*** Opening of Information shown ***

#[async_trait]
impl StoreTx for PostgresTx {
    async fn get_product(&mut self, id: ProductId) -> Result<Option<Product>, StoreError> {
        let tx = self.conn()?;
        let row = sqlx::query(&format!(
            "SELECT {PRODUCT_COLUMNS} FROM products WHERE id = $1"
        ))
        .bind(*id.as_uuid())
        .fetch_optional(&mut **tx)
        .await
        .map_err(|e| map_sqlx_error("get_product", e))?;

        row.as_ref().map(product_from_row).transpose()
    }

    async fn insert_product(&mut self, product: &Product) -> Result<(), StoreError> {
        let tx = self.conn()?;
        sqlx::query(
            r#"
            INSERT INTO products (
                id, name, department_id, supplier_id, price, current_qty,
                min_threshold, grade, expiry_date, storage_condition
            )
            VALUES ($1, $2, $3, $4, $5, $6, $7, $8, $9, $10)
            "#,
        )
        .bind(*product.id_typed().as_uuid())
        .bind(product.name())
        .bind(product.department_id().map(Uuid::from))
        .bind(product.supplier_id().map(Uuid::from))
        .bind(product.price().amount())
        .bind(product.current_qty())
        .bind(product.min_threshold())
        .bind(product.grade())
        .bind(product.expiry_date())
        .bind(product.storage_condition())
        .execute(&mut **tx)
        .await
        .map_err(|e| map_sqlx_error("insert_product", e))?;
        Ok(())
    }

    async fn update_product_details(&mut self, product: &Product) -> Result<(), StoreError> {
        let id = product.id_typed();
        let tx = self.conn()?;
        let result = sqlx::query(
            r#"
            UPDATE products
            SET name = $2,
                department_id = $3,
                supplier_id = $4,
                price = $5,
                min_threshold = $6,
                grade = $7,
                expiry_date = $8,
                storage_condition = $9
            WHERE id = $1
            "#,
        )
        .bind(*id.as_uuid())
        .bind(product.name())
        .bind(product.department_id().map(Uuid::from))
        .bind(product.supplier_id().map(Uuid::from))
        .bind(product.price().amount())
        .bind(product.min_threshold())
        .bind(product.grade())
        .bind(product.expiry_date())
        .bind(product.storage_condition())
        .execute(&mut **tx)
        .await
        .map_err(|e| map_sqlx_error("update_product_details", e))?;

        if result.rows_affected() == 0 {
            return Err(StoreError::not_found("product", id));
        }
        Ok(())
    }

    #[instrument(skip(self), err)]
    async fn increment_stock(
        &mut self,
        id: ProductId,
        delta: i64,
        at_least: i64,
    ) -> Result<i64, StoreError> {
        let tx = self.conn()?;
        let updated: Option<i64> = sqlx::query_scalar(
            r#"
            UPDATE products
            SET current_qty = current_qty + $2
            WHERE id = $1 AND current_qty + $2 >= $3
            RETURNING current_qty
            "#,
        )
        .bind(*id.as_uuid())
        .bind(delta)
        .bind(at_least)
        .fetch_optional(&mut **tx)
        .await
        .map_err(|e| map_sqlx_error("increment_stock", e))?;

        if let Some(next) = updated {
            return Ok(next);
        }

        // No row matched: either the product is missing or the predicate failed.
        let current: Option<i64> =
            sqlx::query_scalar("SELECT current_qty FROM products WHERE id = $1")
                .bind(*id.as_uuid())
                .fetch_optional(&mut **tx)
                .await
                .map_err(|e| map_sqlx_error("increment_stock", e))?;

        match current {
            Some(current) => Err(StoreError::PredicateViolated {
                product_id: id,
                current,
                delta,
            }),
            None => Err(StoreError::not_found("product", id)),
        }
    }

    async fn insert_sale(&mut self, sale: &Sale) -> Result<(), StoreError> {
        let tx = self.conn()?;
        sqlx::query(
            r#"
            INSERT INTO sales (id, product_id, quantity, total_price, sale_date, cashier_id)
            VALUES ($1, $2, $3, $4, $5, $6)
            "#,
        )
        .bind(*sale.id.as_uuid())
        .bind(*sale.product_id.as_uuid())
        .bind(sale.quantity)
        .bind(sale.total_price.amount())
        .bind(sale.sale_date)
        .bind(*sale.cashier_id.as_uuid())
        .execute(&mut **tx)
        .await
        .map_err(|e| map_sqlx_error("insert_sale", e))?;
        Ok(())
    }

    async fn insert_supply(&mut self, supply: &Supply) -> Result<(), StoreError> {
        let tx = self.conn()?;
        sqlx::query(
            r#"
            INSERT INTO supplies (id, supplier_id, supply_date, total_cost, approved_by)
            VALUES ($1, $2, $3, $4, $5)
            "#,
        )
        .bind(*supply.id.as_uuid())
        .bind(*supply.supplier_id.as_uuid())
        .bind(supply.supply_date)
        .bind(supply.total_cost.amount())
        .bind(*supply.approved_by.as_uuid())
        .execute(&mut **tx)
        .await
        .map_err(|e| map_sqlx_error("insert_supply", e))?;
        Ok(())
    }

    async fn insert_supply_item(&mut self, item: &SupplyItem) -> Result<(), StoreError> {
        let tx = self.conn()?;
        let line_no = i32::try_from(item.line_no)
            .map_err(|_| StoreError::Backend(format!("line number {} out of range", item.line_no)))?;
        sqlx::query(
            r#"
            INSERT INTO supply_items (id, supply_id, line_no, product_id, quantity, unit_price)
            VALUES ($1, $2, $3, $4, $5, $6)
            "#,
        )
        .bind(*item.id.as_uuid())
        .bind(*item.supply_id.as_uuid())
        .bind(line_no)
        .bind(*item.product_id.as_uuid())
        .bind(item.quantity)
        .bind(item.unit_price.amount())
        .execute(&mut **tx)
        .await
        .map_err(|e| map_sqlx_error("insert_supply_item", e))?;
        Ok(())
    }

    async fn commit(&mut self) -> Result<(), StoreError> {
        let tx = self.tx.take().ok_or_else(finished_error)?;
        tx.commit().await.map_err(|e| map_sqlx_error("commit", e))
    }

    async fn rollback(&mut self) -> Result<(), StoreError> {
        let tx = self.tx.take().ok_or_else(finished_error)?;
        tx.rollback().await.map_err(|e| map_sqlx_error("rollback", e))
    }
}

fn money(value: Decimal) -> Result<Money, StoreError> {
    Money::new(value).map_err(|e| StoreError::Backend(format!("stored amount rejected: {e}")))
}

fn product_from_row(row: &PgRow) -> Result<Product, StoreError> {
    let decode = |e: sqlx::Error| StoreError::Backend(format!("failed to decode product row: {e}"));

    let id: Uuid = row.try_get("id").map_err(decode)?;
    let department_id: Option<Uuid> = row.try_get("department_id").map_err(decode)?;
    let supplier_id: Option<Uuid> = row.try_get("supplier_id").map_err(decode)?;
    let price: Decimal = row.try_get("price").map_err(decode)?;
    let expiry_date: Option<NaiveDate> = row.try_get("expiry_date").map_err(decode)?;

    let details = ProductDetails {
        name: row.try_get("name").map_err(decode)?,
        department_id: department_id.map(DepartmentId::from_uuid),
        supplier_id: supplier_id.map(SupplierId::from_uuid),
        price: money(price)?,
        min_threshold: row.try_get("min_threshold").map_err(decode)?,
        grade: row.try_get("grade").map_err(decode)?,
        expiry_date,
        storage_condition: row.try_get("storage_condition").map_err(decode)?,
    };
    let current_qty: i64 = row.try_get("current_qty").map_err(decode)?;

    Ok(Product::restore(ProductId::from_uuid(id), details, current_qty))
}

*** Close of Information shown ***

(Exercise goal): Pull each line containing "grade" from the records.

(Exercise response):
                min_threshold, grade, expiry_date, storage_condition
        .bind(product.grade())
                grade = $7,
        .bind(product.grade())
        grade: row.try_get("grade").map_err(decode)?,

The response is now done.